Note that the ItemName is not necessarily unique, since the same item may be described multiple times, e. g., when collection information from different literature sources.

The current version of DeltaAccess is still limited in its handling of multiple items with the same taxonomic name. The necessary attributes to distinguish items, information about which was collected from different sources (e. g. literature references or direct data collection from different collection specimen), are already available in the item table, but not yet used in the user interface. The implementation of these attributes may yet change. You can either use the fields through the raw table or query interface of Access, or add such information after the ItemName and revise your data in a later version of DeltaAccess.

See also: ItemNotes, attributes of the ITEM entity, and ItemEdit form.

 

Item Notes (= comments):

The item name Notes are optional, and may contain any text you wish. They can be up to 64000 characters long. You should not put the DELTA brackets (< and >) around it. Usually, the item name notes contain development information, and are not exported to natural language descriptions. They are imported from and exported to the Item notes directive, i.e. during export they are not added in DELTA-brackets (< and >) after the ItemName. They may be imported from comments in brackets after the ItemName though, depending on the setting of Item Name comments are authors in the import dialog box.

See also: character notes, attributes of the ITEM entity, and ItemEdit form.

 

Abundance (item definition attribute):

The Abundance of an item indicates how frequently this item will be encountered by a user using either a printed key generated from the DELTA data set, or an interactive identification program like Identify or Intkey. The abundance of items in nature can then be used to make the identification path for frequently encountered items shorter than that for rare items. See The operational concept of item abundance for further information.

DeltaAccess prefers a positive integer between 1 and 10, but fractional values as preferred by older versions of Confor, may be used as well, compare Weights conversion.. DeltaAccess requires a value in this attribute, but you can always leave the default value 5 (= average reliability) unchanged.

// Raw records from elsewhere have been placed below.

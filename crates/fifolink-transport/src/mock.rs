//! Simulated FIFO radio.
//!
//! Models one RFM69-class chip closely enough to exercise the framer:
//! a small FIFO, Idle/Rx/Tx modes that take a few polls to settle, and an
//! air interface with a fixed byte rate. Two radios sharing one
//! [`AirChannel`] form a loopback link.
//!
//! Simulated time advances on every status poll (`mode_ready`,
//! `fifo_full`, `fifo_not_empty`, `packet_sent`), so a framer that never
//! polls never sees progress, exactly like the hardware.

use std::cell::RefCell;
use std::collections::VecDeque;
use std::rc::Rc;

use bytes::{Bytes, BytesMut};
use tracing::{debug, trace};

use crate::error::{Result, TransportError};
use crate::radio::{Radio, RadioMode};

/// FIFO depth of the RFM69HCW.
pub const RFM69_FIFO_SIZE: usize = 66;

/// Tunables for [`MockRadio`].
#[derive(Debug, Clone)]
pub struct MockRadioConfig {
    /// FIFO capacity in bytes.
    pub fifo_size: usize,
    /// Number of `mode_ready` polls that report false after a mode request.
    pub mode_ready_polls: u32,
    /// Bytes moved between FIFO and air per status poll.
    pub bytes_per_poll: usize,
    /// Make `begin` fail.
    pub fail_begin: bool,
}

impl Default for MockRadioConfig {
    fn default() -> Self {
        Self {
            fifo_size: RFM69_FIFO_SIZE,
            mode_ready_polls: 2,
            bytes_per_poll: 4,
            fail_begin: false,
        }
    }
}

#[derive(Debug, Default)]
struct AirState {
    queue: VecDeque<u8>,
    capture: Option<BytesMut>,
}

/// Shared medium between simulated radios.
///
/// Bytes shifted out by a transmitter wait here until a receiver in Rx mode
/// picks them up. Optionally every transmitted byte is also recorded so a
/// run can be saved as a wire capture.
#[derive(Debug, Clone, Default)]
pub struct AirChannel {
    state: Rc<RefCell<AirState>>,
}

impl AirChannel {
    pub fn new() -> Self {
        Self::default()
    }

    /// An air channel that records every transmitted byte.
    pub fn with_capture() -> Self {
        let channel = Self::new();
        channel.state.borrow_mut().capture = Some(BytesMut::new());
        channel
    }

    /// Queue bytes as if they had been transmitted (wire capture replay).
    pub fn preload(&self, bytes: &[u8]) {
        self.state.borrow_mut().queue.extend(bytes.iter().copied());
    }

    /// Bytes on the air that no receiver has picked up yet.
    pub fn in_flight(&self) -> usize {
        self.state.borrow().queue.len()
    }

    /// Everything transmitted so far, if capture is enabled.
    pub fn captured(&self) -> Option<Bytes> {
        self.state
            .borrow()
            .capture
            .as_ref()
            .map(|buf| Bytes::copy_from_slice(buf))
    }

    fn transmit(&self, byte: u8) {
        let mut state = self.state.borrow_mut();
        state.queue.push_back(byte);
        if let Some(capture) = state.capture.as_mut() {
            capture.extend_from_slice(&[byte]);
        }
    }

    fn receive(&self) -> Option<u8> {
        self.state.borrow_mut().queue.pop_front()
    }
}

/// Simulated radio chip.
#[derive(Debug)]
pub struct MockRadio {
    config: MockRadioConfig,
    air: AirChannel,
    fifo: VecDeque<u8>,
    mode: RadioMode,
    settle_polls: u32,
    last_read: u8,
    empty_reads: u64,
    overflowed: u64,
    mode_requests: u64,
}

impl MockRadio {
    /// A radio on `air` with default tunables.
    pub fn new(air: AirChannel) -> Self {
        Self::with_config(air, MockRadioConfig::default())
    }

    pub fn with_config(air: AirChannel, config: MockRadioConfig) -> Self {
        Self {
            config,
            air,
            fifo: VecDeque::with_capacity(RFM69_FIFO_SIZE),
            mode: RadioMode::Idle,
            settle_polls: 0,
            last_read: 0,
            empty_reads: 0,
            overflowed: 0,
            mode_requests: 0,
        }
    }

    /// The air channel this radio is attached to.
    pub fn air(&self) -> &AirChannel {
        &self.air
    }

    /// Bytes currently held in the FIFO.
    pub fn fifo_len(&self) -> usize {
        self.fifo.len()
    }

    /// Reads performed while the FIFO was empty. Each returned a stale byte.
    pub fn empty_reads(&self) -> u64 {
        self.empty_reads
    }

    /// Bytes written while the FIFO was full. Each was lost.
    pub fn overflowed(&self) -> u64 {
        self.overflowed
    }

    /// Number of `set_mode` calls so far.
    pub fn mode_requests(&self) -> u64 {
        self.mode_requests
    }

    fn settled(&self) -> bool {
        self.settle_polls == 0
    }

    fn service(&mut self) {
        if !self.settled() {
            return;
        }
        match self.mode {
            RadioMode::Tx => {
                for _ in 0..self.config.bytes_per_poll {
                    let Some(byte) = self.fifo.pop_front() else {
                        break;
                    };
                    self.air.transmit(byte);
                }
            }
            RadioMode::Rx => {
                for _ in 0..self.config.bytes_per_poll {
                    if self.fifo.len() >= self.config.fifo_size {
                        break;
                    }
                    let Some(byte) = self.air.receive() else {
                        break;
                    };
                    self.fifo.push_back(byte);
                }
            }
            RadioMode::Idle => {}
        }
    }
}

impl Radio for MockRadio {
    fn begin(&mut self) -> Result<()> {
        if self.config.fail_begin {
            return Err(TransportError::BeginFailed(
                "simulated radio configured to fail".to_string(),
            ));
        }
        self.fifo.clear();
        self.mode = RadioMode::Idle;
        self.settle_polls = 0;
        debug!(fifo_size = self.config.fifo_size, "mock radio up");
        Ok(())
    }

    fn set_mode(&mut self, mode: RadioMode) {
        self.mode_requests += 1;
        if mode == RadioMode::Idle {
            self.fifo.clear();
        }
        if mode != self.mode {
            trace!(from = %self.mode, to = %mode, "mock radio mode change");
            self.settle_polls = self.config.mode_ready_polls;
        }
        self.mode = mode;
    }

    fn mode(&self) -> RadioMode {
        self.mode
    }

    fn mode_ready(&mut self) -> bool {
        if self.settle_polls > 0 {
            self.settle_polls -= 1;
            return false;
        }
        self.service();
        true
    }

    fn fifo_not_empty(&mut self) -> bool {
        self.service();
        !self.fifo.is_empty()
    }

    fn fifo_full(&mut self) -> bool {
        self.service();
        self.fifo.len() >= self.config.fifo_size
    }

    fn transfer(&mut self, byte: u8) -> u8 {
        if self.mode == RadioMode::Rx {
            match self.fifo.pop_front() {
                Some(b) => {
                    self.last_read = b;
                    b
                }
                None => {
                    self.empty_reads += 1;
                    self.last_read
                }
            }
        } else {
            if self.fifo.len() >= self.config.fifo_size {
                self.overflowed += 1;
            } else {
                self.fifo.push_back(byte);
            }
            0
        }
    }

    fn packet_sent(&mut self) -> bool {
        self.service();
        self.mode == RadioMode::Tx && self.settled() && self.fifo.is_empty()
    }
}
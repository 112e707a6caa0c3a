use std::fmt;
use std::io;

use fifolink_frame::FrameError;
use fifolink_link::LinkError;
use fifolink_transport::TransportError;

pub const SUCCESS: i32 = 0;
pub const FAILURE: i32 = 1;
pub const TRANSPORT_ERROR: i32 = 3;
pub const DATA_INVALID: i32 = 60;
pub const USAGE: i32 = 64;
pub const TIMEOUT: i32 = 124;
pub const INTERNAL: i32 = 125;

pub type CliResult<T> = Result<T, CliError>;

#[derive(Debug)]
pub struct CliError {
    pub code: i32,
    pub message: String,
}

impl CliError {
    pub fn new(code: i32, message: impl Into<String>) -> Self {
        Self {
            code,
            message: message.into(),
        }
    }
}

impl fmt::Display for CliError {
    fn fmt(&self, f: &mut fmt::Formatter<'_>) -> fmt::Result {
        write!(f, "{}", self.message)
    }
}

impl std::error::Error for CliError {}

pub fn io_error(context: &str, err: io::Error) -> CliError {
    let code = match err.kind() {
        io::ErrorKind::NotFound | io::ErrorKind::PermissionDenied => FAILURE,
        io::ErrorKind::BrokenPipe => FAILURE,
        io::ErrorKind::TimedOut | io::ErrorKind::WouldBlock => TIMEOUT,
        _ => INTERNAL,
    };
    CliError::new(code, format!("{context}: {err}"))
}

pub fn transport_error(context: &str, err: TransportError) -> CliError {
    match err {
        TransportError::Spawn(source) => {
            CliError::new(INTERNAL, format!("{context}: thread spawn failed: {source}"))
        }
        TransportError::BeginFailed(_) => {
            CliError::new(TRANSPORT_ERROR, format!("{context}: {err}"))
        }
    }
}

pub fn frame_error(context: &str, err: FrameError) -> CliError {
    match err {
        FrameError::PayloadTooLarge { .. } => {
            CliError::new(DATA_INVALID, format!("{context}: {err}"))
        }
        FrameError::InvalidConfig(_) => CliError::new(USAGE, format!("{context}: {err}")),
    }
}

pub fn link_error(context: &str, err: LinkError) -> CliError {
    match err {
        LinkError::Transport(err) => transport_error(context, err),
        LinkError::Frame(err) => frame_error(context, err),
        LinkError::Io(err) => io_error(context, err),
        LinkError::ConfigFile { path, source } => {
            io_error(&format!("{context}: {}", path.display()), source)
        }
        LinkError::InvalidConfig(_) => CliError::new(USAGE, format!("{context}: {err}")),
        LinkError::Json(_) => CliError::new(DATA_INVALID, format!("{context}: {err}")),
    }
}
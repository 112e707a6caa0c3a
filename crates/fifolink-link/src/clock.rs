use std::sync::atomic::{AtomicU64, Ordering};
use std::sync::Arc;
use std::time::{Duration, Instant};

/// Monotonic time source for timeouts.
///
/// `now` is measured from an arbitrary fixed origin.
pub trait Clock {
    fn now(&self) -> Duration;
}

/// Wall-clock time since construction.
#[derive(Debug, Clone, Copy)]
pub struct SystemClock {
    origin: Instant,
}

impl SystemClock {
    pub fn new() -> Self {
        Self {
            origin: Instant::now(),
        }
    }
}

impl Default for SystemClock {
    fn default() -> Self {
        Self::new()
    }
}

impl Clock for SystemClock {
    fn now(&self) -> Duration {
        self.origin.elapsed()
    }
}

/// Hand-driven clock. Clones share the same time.
#[derive(Debug, Clone, Default)]
pub struct ManualClock {
    micros: Arc<AtomicU64>,
}

impl ManualClock {
    pub fn new() -> Self {
        Self::default()
    }

    pub fn advance(&self, by: Duration) {
        self.micros.fetch_add(by.as_micros() as u64, Ordering::SeqCst);
    }

    pub fn set(&self, to: Duration) {
        self.micros.store(to.as_micros() as u64, Ordering::SeqCst);
    }
}

impl Clock for ManualClock {
    fn now(&self) -> Duration {
        Duration::from_micros(self.micros.load(Ordering::SeqCst))
    }
}

impl<C: Clock + ?Sized> Clock for &C {
    fn now(&self) -> Duration {
        (**self).now()
    }
}

#[cfg(test)]
mod tests {
    use super::*;

    #[test]
    fn manual_clock_clones_share_time() {
        let clock = ManualClock::new();
        let view = clock.clone();
        clock.advance(Duration::from_millis(35));
        assert_eq!(view.now(), Duration::from_millis(35));
        view.set(Duration::from_secs(2));
        assert_eq!(clock.now(), Duration::from_secs(2));
    }

    #[test]
    fn system_clock_is_monotonic() {
        let clock = SystemClock::new();
        let a = clock.now();
        let b = clock.now();
        assert!(b >= a);
    }
}
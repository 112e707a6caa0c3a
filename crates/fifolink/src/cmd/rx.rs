use std::sync::atomic::Ordering;

use fifolink_link::{ModeScheduler, Role, SystemClock};
use fifolink_transport::{AirChannel, MockRadio, WriterSink};
use tracing::warn;

use crate::cmd::{
    drain_receiver, install_ctrlc_handler, is_stdio, open_output, read_all, LinkArgs, RxArgs,
};
use crate::exit::{link_error, CliResult, SUCCESS};
use crate::output::{print_run_report, report_writer, EndReport, OutputFormat, RunReport};

pub fn run(args: RxArgs, link: &LinkArgs, format: OutputFormat) -> CliResult<i32> {
    let config = link.resolve()?;
    let frame_size = config.frame_size;

    let wire = read_all(&args.wire_in)?;
    let air = AirChannel::new();
    air.preload(&wire);

    let sink = WriterSink::new(open_output(&args.output)?);
    let mut rx = ModeScheduler::receiver(
        MockRadio::new(air.clone()),
        SystemClock::new(),
        config,
        sink,
    )
    .map_err(|err| link_error("radio start failed", err))?;

    let running = install_ctrlc_handler()?;
    drain_receiver(&mut rx, &air, &running)?;

    if let Some(deframer) = rx.rx_deframer() {
        if deframer.in_frame() {
            warn!(
                missing = deframer.remaining_payload(),
                "capture ended inside a frame"
            );
        }
    }

    let report = RunReport {
        command: "rx",
        frame_size,
        wire_bytes: wire.len(),
        interrupted: !running.load(Ordering::SeqCst),
        ends: vec![EndReport {
            role: Role::Receiver,
            stats: *rx.stats(),
        }],
    };
    print_run_report(&report, format, &mut *report_writer(is_stdio(&args.output)));

    Ok(SUCCESS)
}
fn main() {
    for (var, key) in [
        ("TARGET", "FIFOLINK_BUILD_TARGET"),
        ("PROFILE", "FIFOLINK_BUILD_PROFILE"),
    ] {
        if let Ok(value) = std::env::var(var) {
            println!("cargo:rustc-env={key}={value}");
        }
        println!("cargo:rerun-if-env-changed={var}");
    }
}
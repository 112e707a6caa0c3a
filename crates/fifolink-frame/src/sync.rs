/// Progress of the marker search.
#[derive(Debug, Clone, Copy, PartialEq, Eq, Hash, Default)]
pub enum SyncState {
    /// Looking for the first marker byte.
    #[default]
    Searching,
    /// The previous byte was the first marker byte.
    FirstByteMatched,
    /// Both marker bytes seen back to back. Following bytes are payload.
    Locked,
}

/// Resumable two-byte marker scanner.
///
/// Bytes are fed one at a time so the search can be suspended whenever the
/// radio FIFO runs dry and picked up on the next poll. A mismatch on the
/// second marker byte drops back to [`SyncState::Searching`] and the same
/// byte is examined again as a possible first marker byte, so a marker
/// immediately preceded by a stray copy of its first byte is still found.
///
/// `Locked` is sticky. The owner calls [`SyncDetector::reset`] once it has
/// consumed the frame's payload.
#[derive(Debug, Clone)]
pub struct SyncDetector {
    marker: [u8; 2],
    state: SyncState,
    false_starts: u64,
}

impl SyncDetector {
    pub fn new(marker: [u8; 2]) -> Self {
        Self {
            marker,
            state: SyncState::Searching,
            false_starts: 0,
        }
    }

    /// Consume exactly one byte and return the new state.
    pub fn feed(&mut self, byte: u8) -> SyncState {
        self.state = match self.state {
            SyncState::Searching => self.first_byte(byte),
            SyncState::FirstByteMatched if byte == self.marker[1] => SyncState::Locked,
            SyncState::FirstByteMatched => {
                self.false_starts += 1;
                self.first_byte(byte)
            }
            SyncState::Locked => SyncState::Locked,
        };
        self.state
    }

    /// Go back to searching for a marker.
    pub fn reset(&mut self) {
        self.state = SyncState::Searching;
    }

    pub fn state(&self) -> SyncState {
        self.state
    }

    pub fn is_locked(&self) -> bool {
        self.state == SyncState::Locked
    }

    pub fn marker(&self) -> [u8; 2] {
        self.marker
    }

    /// Number of first-byte matches that were not followed by the second
    /// marker byte.
    pub fn false_starts(&self) -> u64 {
        self.false_starts
    }

    fn first_byte(&self, byte: u8) -> SyncState {
        if byte == self.marker[0] {
            SyncState::FirstByteMatched
        } else {
            SyncState::Searching
        }
    }
}
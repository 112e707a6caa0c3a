//! Streaming bridge between a byte stream and a FIFO packet radio.
//!
//! This is the "just works" layer. A [`ModeScheduler`] owns the radio and
//! runs one of two roles:
//! - transmitter: source bytes are buffered, cut into fixed-size frames,
//!   and fed into the radio FIFO as it drains ([`TxFramer`])
//! - receiver: FIFO bytes are scanned for the sync marker and the payload
//!   that follows is streamed to a sink ([`RxDeframer`])
//!
//! Every step is a non-blocking poll. Hardware waits show up as "nothing
//! to do this iteration".

pub mod clock;
pub mod config;
pub mod error;
pub mod event;
pub mod mode;
pub mod rx;
pub mod scheduler;
pub mod tx;

pub use clock::{Clock, ManualClock, SystemClock};
pub use config::{LinkConfig, MAX_BUFFER_CAPACITY};
pub use error::{LinkError, Result};
pub use event::{EventLog, LinkEvent, LinkStats};
pub use mode::{ModePoll, ModeTracker};
pub use rx::RxDeframer;
pub use scheduler::{ModeScheduler, Role};
pub use tx::TxFramer;
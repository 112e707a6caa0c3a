use std::io;

use crate::cmd::LinkArgs;
use crate::exit::{CliResult, SUCCESS};
use crate::output::{print_config, OutputFormat};

pub fn run(link: &LinkArgs, format: OutputFormat) -> CliResult<i32> {
    let config = link.resolve()?;
    print_config(&config, format, &mut io::stdout());
    Ok(SUCCESS)
}
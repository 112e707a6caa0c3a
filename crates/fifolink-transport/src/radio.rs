use std::fmt;

use crate::error::Result;

/// Operating mode of a packet radio.
///
/// The chip occupies exactly one mode at a time. A mode change is requested
/// with [`Radio::set_mode`] and is only in effect once [`Radio::mode_ready`]
/// reports true.
#[derive(Debug, Clone, Copy, PartialEq, Eq, Hash, Default)]
pub enum RadioMode {
    /// Standby. The FIFO is writable and entering this mode clears it.
    #[default]
    Idle,
    /// Receiving. Demodulated bytes accumulate in the FIFO.
    Rx,
    /// Transmitting. FIFO bytes are shifted out over the air.
    Tx,
}

impl RadioMode {
    pub fn as_str(self) -> &'static str {
        match self {
            RadioMode::Idle => "idle",
            RadioMode::Rx => "rx",
            RadioMode::Tx => "tx",
        }
    }
}

impl fmt::Display for RadioMode {
    fn fmt(&self, f: &mut fmt::Formatter<'_>) -> fmt::Result {
        f.write_str(self.as_str())
    }
}

/// Capability interface of a FIFO packet radio.
///
/// Every method is a single non-blocking register access. Implementations
/// must never wait on hardware; the caller polls again on its next iteration.
///
/// `transfer` follows the single-byte SPI convention of the chip: while the
/// radio is in [`RadioMode::Rx`] it pops one received byte from the FIFO and
/// ignores `byte`; in any other mode it pushes `byte` into the FIFO and
/// returns 0. The transmit side preloads the FIFO in Idle before switching
/// to Tx.
pub trait Radio {
    /// Bring the chip up. Failure is fatal for the run.
    fn begin(&mut self) -> Result<()>;

    /// Request a mode change.
    fn set_mode(&mut self, mode: RadioMode);

    /// The most recently requested mode.
    fn mode(&self) -> RadioMode;

    /// Whether the last requested mode is in effect.
    ///
    /// Backed by a mode-ready register bit or an interrupt line, depending
    /// on the target.
    fn mode_ready(&mut self) -> bool;

    /// At least one byte can be read from the FIFO.
    fn fifo_not_empty(&mut self) -> bool;

    /// No more bytes can be written to the FIFO.
    fn fifo_full(&mut self) -> bool;

    /// Exchange one byte with the FIFO.
    fn transfer(&mut self, byte: u8) -> u8;

    /// In Tx mode: the FIFO and the output shift register are both empty.
    fn packet_sent(&mut self) -> bool;
}

impl<R: Radio + ?Sized> Radio for &mut R {
    fn begin(&mut self) -> Result<()> {
        (**self).begin()
    }

    fn set_mode(&mut self, mode: RadioMode) {
        (**self).set_mode(mode)
    }

    fn mode(&self) -> RadioMode {
        (**self).mode()
    }

    fn mode_ready(&mut self) -> bool {
        (**self).mode_ready()
    }

    fn fifo_not_empty(&mut self) -> bool {
        (**self).fifo_not_empty()
    }

    fn fifo_full(&mut self) -> bool {
        (**self).fifo_full()
    }

    fn transfer(&mut self, byte: u8) -> u8 {
        (**self).transfer(byte)
    }

    fn packet_sent(&mut self) -> bool {
        (**self).packet_sent()
    }
}

impl<R: Radio + ?Sized> Radio for Box<R> {
    fn begin(&mut self) -> Result<()> {
        (**self).begin()
    }

    fn set_mode(&mut self, mode: RadioMode) {
        (**self).set_mode(mode)
    }

    fn mode(&self) -> RadioMode {
        (**self).mode()
    }

    fn mode_ready(&mut self) -> bool {
        (**self).mode_ready()
    }

    fn fifo_not_empty(&mut self) -> bool {
        (**self).fifo_not_empty()
    }

    fn fifo_full(&mut self) -> bool {
        (**self).fifo_full()
    }

    fn transfer(&mut self, byte: u8) -> u8 {
        (**self).transfer(byte)
    }

    fn packet_sent(&mut self) -> bool {
        (**self).packet_sent()
    }
}

#[cfg(test)]
mod tests {
    use super::*;

    #[test]
    fn default_mode_is_idle() {
        assert_eq!(RadioMode::default(), RadioMode::Idle);
    }

    #[test]
    fn mode_display_names() {
        assert_eq!(RadioMode::Idle.to_string(), "idle");
        assert_eq!(RadioMode::Rx.to_string(), "rx");
        assert_eq!(RadioMode::Tx.to_string(), "tx");
    }
}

The item abundance is combined with character Reliability and Availability, and with the modifier Reliability; compare Calculation of combined reliabilities.

See also: attributes of the ITEM entity and ItemEdit form.

 

The operational concept of item abundance

To estimate the best sequence of identification questions in printed or interactive keys, one tries to find the shortest path for the average identification. The information about the frequency with which certain items will be identified ("abundance") can be used to weigh this path.

Abundance should be interpreted operationally, i.e. how often will the item be identified. Some items may be very frequent, but unlikely to be encountered. They are unlikely to be identified and should receive a low abundance value. For instance, some deep see fish species may be very abundant, but a key of fishes will profit more if abundance is interpreted as abundance in fishermen's catches.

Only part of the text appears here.